I added OpenACC data management directives, and result data are correct. The problem is that -O3 fails to speed up for a “do concurrent (k=1:nt,j=1:ny,i=1:nx)” structure. In this case, there is only 1 heavily loaded DC loop shown at bottom.
Under unified memory mode, we guess NC interface does not check if data was transferred to host (It may not be true). So we tried nomanaged mode and it’s slow.
Besides, under unified memory with OpenACC directive (-stdpar=gpu -acc=gpu), just adding 1 data transfer directive line “!$ACC UPDATE HOST (minM, EDH, edh_insty)” would lead to slow down.
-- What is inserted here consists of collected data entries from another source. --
// Copyright ⓒ 2024-2025 Peter Morgan <peter.james.morgan@gmail.com>
//
// Licensed under the Apache License, Version 2.0 (the "License");
// you may not use this file except in compliance with the License.
// You may obtain a copy of the License at
//
// http://www.apache.org/licenses/LICENSE-2.0
//
// Unless required by applicable law or agreed to in writing, software
// distributed under the License is distributed on an "AS IS" BASIS,
// WITHOUT WARRANTIES OR CONDITIONS OF ANY KIND, either express or implied.
// See the License for the specific language governing permissions and
// limitations under the License.

//! Load generator for a local store.
//!
//! Producers write into a partition group through [`PartitionGroupStore`]
//! handles while consumers follow each partition from its left index.
//! Throughput and latency are printed by an in-process metric exporter.

use core::{
    fmt::{self, Display},
    result,
};
use std::{
    io,
    marker::PhantomData,
    num::{NonZero, NonZeroU32},
    ops::AddAssign,
    path::PathBuf,
    pin::Pin,
    sync::{Arc, LazyLock, Mutex, PoisonError},
    time::{Duration, SystemTime},
};

use bytes::Bytes;
use governor::{DefaultDirectRateLimiter, InsufficientCapacity, Jitter, Quota, RateLimiter};
use human_units::{
    FormatDuration,
    iec::{Byte, Prefix},
};
use nonzero_ext::nonzero;
use opentelemetry::{
    InstrumentationScope, KeyValue, global,
    metrics::{Counter, Meter},
};
use opentelemetry_sdk::{
    error::{OTelSdkError, OTelSdkResult},
    metrics::{
        SdkMeterProvider, Temporality,
        data::{AggregatedMetrics, Histogram, Metric, MetricData, ResourceMetrics},
        exporter::PushMetricExporter,
    },
};
use opentelemetry_semantic_conventions::SCHEMA_URL;
use rand::{Rng as _, rng};
use strata_storage::{
    ErrorCode, GroupConfig, PartitionGroupStore, PartitionId, QosLevel, Store, WriteRequest,
};
use tokio::{
    signal::unix::{SignalKind, signal},
    sync::watch,
    task::JoinSet,
    time::sleep,
};
use tokio_util::sync::CancellationToken;
use tracing::{debug, instrument};

pub type Result<T, E = Error> = result::Result<T, E>;

pub(crate) static METER: LazyLock<Meter> = LazyLock::new(|| {
    global::meter_with_scope(
        InstrumentationScope::builder(env!("CARGO_PKG_NAME"))
            .with_version(env!("CARGO_PKG_VERSION"))
            .with_schema_url(SCHEMA_URL)
            .build(),
    )
});

#[derive(thiserror::Error, Debug)]
pub enum Error {
    Api(ErrorCode),
    InsufficientCapacity(#[from] InsufficientCapacity),
    Io(Arc<io::Error>),
    OtelSdk(#[from] OTelSdkError),
    Poison,
    Storage(#[from] strata_storage::Error),
}

impl<T> From<PoisonError<T>> for Error {
    fn from(_value: PoisonError<T>) -> Self {
        Self::Poison
    }
}

impl From<io::Error> for Error {
    fn from(value: io::Error) -> Self {
        Self::Io(Arc::new(value))
    }
}

impl Display for Error {
    fn fmt(&self, f: &mut fmt::Formatter<'_>) -> fmt::Result {
        write!(f, "{self:?}")
    }
}

#[derive(Copy, Clone, Debug, Eq, Hash, Ord, PartialEq, PartialOrd)]
pub enum CancelKind {
    Interrupt,
    Terminate,
    Timeout,
}

#[derive(Clone, Debug, Eq, Hash, Ord, PartialEq, PartialOrd)]
pub struct Perf {
    path: PathBuf,
    topic: String,
    group: u32,
    partitions: u16,
    batch_size: u32,
    record_size: usize,
    per_second: Option<u32>,
    throughput: Option<u32>,
    producers: u32,
    consumers: u32,
    qos: QosLevel,
    segment_size: Option<u64>,
    duration: Option<Duration>,
}

#[derive(Clone, Debug)]
pub struct Builder<P, T> {
    path: P,
    topic: T,
    group: u32,
    partitions: u16,
    batch_size: u32,
    record_size: usize,
    per_second: Option<u32>,
    throughput: Option<u32>,
    producers: u32,
    consumers: u32,
    qos: QosLevel,
    segment_size: Option<u64>,
    duration: Option<Duration>,
}

impl Default for Builder<PhantomData<PathBuf>, PhantomData<String>> {
    fn default() -> Self {
        Self {
            path: Default::default(),
            topic: Default::default(),
            group: Default::default(),
            partitions: 1,
            batch_size: 1,
            record_size: 1024,
            per_second: None,
            throughput: None,
            producers: 1,
            consumers: 0,
            qos: QosLevel::default(),
            segment_size: None,
            duration: None,
        }
    }
}

impl<P, T> Builder<P, T> {
    pub fn path(self, path: impl Into<PathBuf>) -> Builder<PathBuf, T> {
        Builder {
            path: path.into(),
            topic: self.topic,
            group: self.group,
            partitions: self.partitions,
            batch_size: self.batch_size,
            record_size: self.record_size,
            per_second: self.per_second,
            throughput: self.throughput,
            producers: self.producers,
            consumers: self.consumers,
            qos: self.qos,
            segment_size: self.segment_size,
            duration: self.duration,
        }
    }

    pub fn topic(self, topic: impl Into<String>) -> Builder<P, String> {
        Builder {
            path: self.path,
            topic: topic.into(),
            group: self.group,
            partitions: self.partitions,
            batch_size: self.batch_size,
            record_size: self.record_size,
            per_second: self.per_second,
            throughput: self.throughput,
            producers: self.producers,
            consumers: self.consumers,
            qos: self.qos,
            segment_size: self.segment_size,
            duration: self.duration,
        }
    }

    pub fn group(self, group: u32) -> Self {
        Self { group, ..self }
    }

    pub fn partitions(self, partitions: u16) -> Self {
        Self { partitions, ..self }
    }

    pub fn batch_size(self, batch_size: u32) -> Self {
        Self { batch_size, ..self }
    }

    pub fn record_size(self, record_size: usize) -> Self {
        Self {
            record_size,
            ..self
        }
    }

    pub fn per_second(self, per_second: Option<u32>) -> Self {
        Self { per_second, ..self }
    }

    pub fn throughput(self, throughput: Option<u32>) -> Self {
        Self { throughput, ..self }
    }

    pub fn producers(self, producers: u32) -> Self {
        Self { producers, ..self }
    }

    pub fn consumers(self, consumers: u32) -> Self {
        Self { consumers, ..self }
    }

    pub fn qos(self, qos: QosLevel) -> Self {
        Self { qos, ..self }
    }

    pub fn segment_size(self, segment_size: Option<u64>) -> Self {
        Self {
            segment_size,
            ..self
        }
    }

    pub fn duration(self, duration: Option<Duration>) -> Self {
        Self { duration, ..self }
    }
}

impl Builder<PathBuf, String> {
    pub fn build(self) -> Perf {
        Perf {
            path: self.path,
            topic: self.topic,
            group: self.group,
            partitions: self.partitions.max(1),
            batch_size: self.batch_size,
            record_size: self.record_size,
            per_second: self.per_second,
            throughput: self.throughput,
            producers: self.producers,
            consumers: self.consumers,
            qos: self.qos,
            segment_size: self.segment_size,
            duration: self.duration,
        }
    }
}

static RATE_LIMIT_DURATION: LazyLock<opentelemetry::metrics::Histogram<u64>> =
    LazyLock::new(|| {
        METER
            .u64_histogram("rate_limit_duration")
            .with_unit("ms")
            .with_description("Rate limit latencies in milliseconds")
            .build()
    });

static PRODUCE_RECORD_COUNT: LazyLock<Counter<u64>> = LazyLock::new(|| {
    METER
        .u64_counter("produce_record_count")
        .with_description("Produced record count")
        .build()
});

static PRODUCE_BYTES: LazyLock<Counter<u64>> = LazyLock::new(|| {
    METER
        .u64_counter("produce_bytes")
        .with_description("Produced message bytes")
        .build()
});

static PRODUCE_DURATION: LazyLock<opentelemetry::metrics::Histogram<u64>> =
    LazyLock::new(|| {
        METER
            .u64_histogram("produce_duration")
            .with_unit("ms")
            .with_description("Write latencies in milliseconds")
            .build()
    });

static CONSUME_RECORD_COUNT: LazyLock<Counter<u64>> = LazyLock::new(|| {
    METER
        .u64_counter("consume_record_count")
        .with_description("Consumed record count")
        .build()
});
It’s at line 379 below.
do concurrent (k=1:nt,j=1:ny,i=1:nx)
359 d2m0 = d2m(i,j,k) - 273.15
360 t2m0 = t2m(i,j,k) - 273.15
361 sst0 = sst(i,j,k) - 273.15
362 msl0 = msl(i,j,k)/100
363 vel0 = vel(i,j,k)
367 rh=10.**(7.5* (d2m0/(237.3+d2m0)-t2m0/(237.3+t2m0))+2.)
368 z_r = 2.
373 call GetE(sst(i,j,k),t2m(i,j,k),msl0,rh,z_r,
374 * vel0, 0.00001, ME, EDH0, edh_insty0)
375 minM(i,j,k)=ME
376 EDH(i,j,k)=EDH0
377 edh_insty(i,j,k)=edh_insty0
378 enddo
379 !$ACC UPDATE HOST (minM, EDH, edh_insty)
380
In conclusion, GPU computational time under nvfortran 25.3 are:
16s : -stdpar=gpu
2.3s : -stdpar=gpu -O3
16s : -stdpar=gpu -O3 -acc=gpu -gpu=mem:separate
16s : -stdpar=gpu -O3 -acc=gpu
2.3s : -O3 -acc=gpu (rewrite DC loop into openacc form)
Thanks!